2. The native format would be `jj init`. For precedent, see how uv dealt with its pip compatibility: `uv pip install` was obsoleted by `uv add`.
2. It’s almost like we have some established ways to denote arguments that are pretty popular… ‘jj init —-git’ for example? By using ‘jj git init’ I would expect all of the git compatible commands to be be ‘jj git xxx’ because that is a reasonable expectation.
This is a problem with the voodoo. These obscure nonsense commands only makes sense when you are accustomed to them. If there’s no reasonable expectation that you could just figure it out on your own. Go on vacation and come back and be surprised when you forget the voodoo. Not to mention that every tool has to have its own unique voodoo.
Almost like the professional world has figured out that made by software engineers for software engineers will never be popular. And then engineers don’t understand the effects of why you might want tool to be intuitive and popular.
The bigger picture here though: `jj git` is the subcommand that prefixes all commands that are git specific, rather than being backend agnostic. There is also `jj git clone`, `jj git fetch`, `jj git push`, etc.
For a different backend, say Google's piper backend, there's `jj piper <whatever>`.

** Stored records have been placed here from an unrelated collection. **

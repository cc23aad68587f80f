//! Reference event handlers.
//!
//! [`Tracer`] is the production default (structured logs); [`Collector`]
//! accumulates events so tests and tooling can assert on event flow.

mod collector;
mod tracer;

pub use collector::Collector;
pub use tracer::Tracer;
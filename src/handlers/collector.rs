use std::sync::{Arc, Mutex};

use crate::{Event, EventHandler};

/// A handler that accumulates every published event for later inspection.
///
/// Clones share the same underlying store: subscribe one clone and keep the
/// other to assert on what arrived.
///
/// # Example
///
/// ```rust
/// use warden::{Event, EventBus, handlers::Collector};
///
/// let bus = EventBus::new();
/// let collector = Collector::new();
/// bus.subscribe(collector.clone());
///
/// bus.publish(&Event::not_found("process 'worker' not found"));
/// assert_eq!(collector.events()[0].message(), "process 'worker' not found");
/// ```
#[derive(Debug, Clone, Default)]
pub struct Collector {
    events: Arc<Mutex<Vec<Event>>>,
}

impl Collector {
    pub fn new() -> Self {
        Self::default()
    }

    /// Snapshot of everything received so far, in delivery order.
    pub fn events(&self) -> Vec<Event> {
        self.lock().clone()
    }

    pub fn len(&self) -> usize {
        self.lock().len()
    }

    pub fn is_empty(&self) -> bool {
        self.lock().is_empty()
    }

    pub fn clear(&self) {
        self.lock().clear();
    }

    fn lock(&self) -> std::sync::MutexGuard<'_, Vec<Event>> {
        self.events.lock().unwrap_or_else(|e| e.into_inner())
    }
}

impl EventHandler for Collector {
    fn handle(&self, event: &Event) {
        self.lock().push(event.clone());
    }
}
use std::{fmt, time::SystemTime};

use uuid::Uuid;

use crate::EventKind;

/// An immutable notification describing a breach, absence, or failure.
///
/// Events are created by monitors as a direct consequence of threshold
/// evaluation and travel through the [`EventBus`](crate::EventBus) to every
/// subscribed handler. The message is the human-readable payload; the
/// [`EventKind`] discriminator lets handlers route without parsing it.
///
/// # Panics
///
/// Constructors panic if the system clock is set before the Unix epoch.
#[derive(Debug, Clone)]
pub struct Event {
    id: Uuid,
    kind: EventKind,
    message: String,
    timestamp: u64,
}

impl Event {
    fn new(kind: EventKind, message: String) -> Self {
        Self {
            id: Uuid::new_v4(),
            kind,
            message,
            timestamp: SystemTime::now()
                .duration_since(SystemTime::UNIX_EPOCH)
                .expect("SystemTime before Unix epoch")
                .as_nanos() as u64,
        }
    }

    /// An observed metric value crossed its configured limit.
    pub fn breach(message: impl Into<String>) -> Self {
        Self::new(EventKind::ThresholdBreach, message.into())
    }

    /// A configured target matched no live resource instance.
    pub fn not_found(message: impl Into<String>) -> Self {
        Self::new(EventKind::ResourceNotFound, message.into())
    }

    /// Sampling or connecting to the resource failed.
    pub fn monitoring_error(message: impl Into<String>) -> Self {
        Self::new(EventKind::MonitoringError, message.into())
    }

    /// Unique identifier for this event.
    #[inline]
    pub fn id(&self) -> Uuid {
        self.id
    }

    #[inline]
    pub fn kind(&self) -> EventKind {
        self.kind
    }

    /// The human-readable message.
    #[inline]
    pub fn message(&self) -> &str {
        &self.message
    }

    /// Creation time in nanoseconds since the Unix epoch.
    #[inline]
    pub fn timestamp(&self) -> u64 {
        self.timestamp
    }
}

impl fmt::Display for Event {
    fn fmt(&self, f: &mut fmt::Formatter<'_>) -> fmt::Result {
        write!(f, "{}", self.message)
    }
}

#[cfg(test)]
mod tests {
    use super::*;

    #[test]
    fn constructors_set_kind() {
        assert_eq!(Event::breach("b").kind(), EventKind::ThresholdBreach);
        assert_eq!(Event::not_found("n").kind(), EventKind::ResourceNotFound);
        assert_eq!(Event::monitoring_error("e").kind(), EventKind::MonitoringError);
    }

    #[test]
    fn display_is_the_message() {
        let event = Event::breach("cpu over limit");
        assert_eq!(event.to_string(), "cpu over limit");
    }

    #[test]
    fn events_are_timestamped_and_unique() {
        let a = Event::breach("a");
        let b = Event::breach("b");
        assert!(a.timestamp() > 0);
        assert_ne!(a.id(), b.id());
    }
}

This means that backend specific features aren't polluting the interface of more general features.
If the compatibility isn’t automatic… why would I bother with jj commands here at all? “Git with extra steps”
There is no extra step between `git push` and `jj git push`, they're both one step.
The issue is pretty obvious to me. GIT is the standard and that likely won’t change for some time. So if jj makes my git life better, awesome, but it’s just a wrapper and I need to know all the git voodoo now with jj voodoo on top, I don’t quite get it.